Le jeu du tiroir : Halo

Pizzas, intelligence artificielle et chants grégoriens ! L’histoire de Halo, l’une des franchises les plus adulées de l’histoire des jeux vidéo, ne manque pas d’anecdotes étonnantes. A l’occasion de la réédition 4K du FPS Halo: Reach, le 3 décembre sur Xbox One et PC, Xbox Wire revient sur l’incroyable success-story bâtie par deux jeunes américains qui débutèrent dans leurs chambres d’étudiants…

Novembre 1997, un immeuble de South Halsted, quartier chaud de Chicago. La lumière pâle des écrans d’ordinateurs, une montagne de cartons de pizzas… C’est dans ces locaux aux airs de grande collocation que s’activent les jeunes créatifs de Bungie, studio de développement créé par Alex Seropian et Jason Jones, 28 et 26 ans. Les deux compères se sont connus à l’université, lors d’un cours sur l’intelligence artificielle. Fans de jeu vidéo, ils développaient des petits programmes dans leur coin, avant de fonder ensemble leur structure. Après six ans d’existence, celle-ci emploie douze personnes et a déjà produit Marathon, jeu de tir à la première personne au scénario plus fouillé que celui de son grand-frère Doom, ainsi que Myth, qui revisite avec audace les règles de la stratégie en temps réel.

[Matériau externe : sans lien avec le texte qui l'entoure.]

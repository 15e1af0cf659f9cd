use crate::AppState;
use axum::{routing::get, Json, Router};
use serde::Serialize;

#[derive(Serialize)]
struct HealthResponse {
    status: &'static str,
    version: &'static str,
}

async fn health() -> Json<HealthResponse> {
    Json(HealthResponse {
        status: "ok",
        version: env!("CARGO_PKG_VERSION"),
    })
}

pub fn router() -> Router<AppState> {
    Router::new().route("/api/health", get(health))
}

L’équipe entend reprendre le principe de ce dernier titre pour une toute nouvelle création, assaisonnée cette fois à la sauce science-fiction. Bon nombre d’idées novatrices sont destinées à la nourrir : intégration de véhicules, possibilité pour le joueur d’explorer l’environnement comme il l’entend (pas commun, à l’époque des « jeux couloirs »), rendu terrain réaliste qui n’offre pas l’impression d’évoluer sur un simple plan lisse, ou encore scénario très élaboré, d’une profondeur inédite. Difficile de résumer ce dernier en quelques lignes, disons simplement que le joueur incarnera un cyborg-soldat d’élite devant sauver l’humanité en combattant une redoutable coalition d’aliens baptisée l’Alliance Covenante. Le tout sur un mystérieux anneau-monde (le fameux Halo !), avec le soutien précieux d’une IA baptisée Cortana.

A L’AUBE D’HALO

Lorsqu’ils produisent le premier prototype du jeu, qui répond au nom de code Monkey Nuts, les développeurs optent pour la vue de haut, prisée des jeux de stratégie en temps réel. Problème, l’ensemble manque quelque peu de fun. Après de nouveaux essais, l’équipe décide de changer son fusil d’assaut d’épaule : le titre sera finalement un jeu de tir à la troisième personne, qui mutera plus tard en FPS. Dans le plus grand secret, une première démo est présentée, lors de l’E3 1999, à des journalistes tenus de signer une clause de confidentialité. Ces derniers, conquis, évoquent un hit en puissance, dont ils regrettent de ne pas pouvoir parler. De quoi créer le buzz autour du titre, qui devient la curiosité du salon. La consécration arrivera finalement en juin 2000 : Microsoft, séduit par la première ébauche du futur Halo, rachète Bungie et choisit le jeu pour accompagner le lancement de sa prometteuse console Xbox.

UN ORCHESTRE SYMPHONIQUE

En parallèle du travail des développeurs, le compositeur Martin O’Donnell travaille d’arrache-pied pour concevoir une bande originale qui deviendra l’une des plus célèbres de l’histoire des jeux vidéo. Agrémentée de chants grégoriens destinés à accentuer l’effet dramatique, elle convoque également un orchestre symphonique composé de 60 musiciens. Surtout, elle se révèle audio dynamique, s’adaptant en temps réel à l’action. Le gameplay, quant à lui, apparaît très travaillé, tout comme l’atmosphère et le design, qui offrent une expérience immersive incomparable. La liberté de mouvement du joueur, elle, est inédite. Stuart Moulder, à l’époque General Manager de Microsoft Studios, reviendra sur cette prouesse quelques années plus tard : « Les FPS avaient auparavant pour cadre des tunnels, ce qui engendrait des expériences claustrophobes. Halo, lui, se déroulait à l’extérieur, dans ce paysage extraterrestre, à l’échelle galactique ». Autre trouvaille, un mode multijoueur en ligne très élaboré qui fait du titre le tout premier, sur console, jouable à plus de deux.

SUCCÈS PHÉNOMÉNAL

Au-delà de toutes ces caractéristiques, Halo se démarque des Quake, Unreal et consorts par le charisme de son personnage principal, le Spartan II John-117 connu sous le nom de Master Chief, un super-soldat en armure créé dans le but de protéger les humains. Son doublage français est assuré par David Kruger, voix officielle de l’acteur Dwayne « The Rock » Johnson, et sa palette de mouvements, parmi lesquels des sauts impressionnants et glissades, constitue une innovation supplémentaire à l’époque. Entré au panthéon des héros iconiques de jeux vidéo, il sera le premier à avoir droit à sa statue de cire, au musée Madame Tussauds de Las Vegas.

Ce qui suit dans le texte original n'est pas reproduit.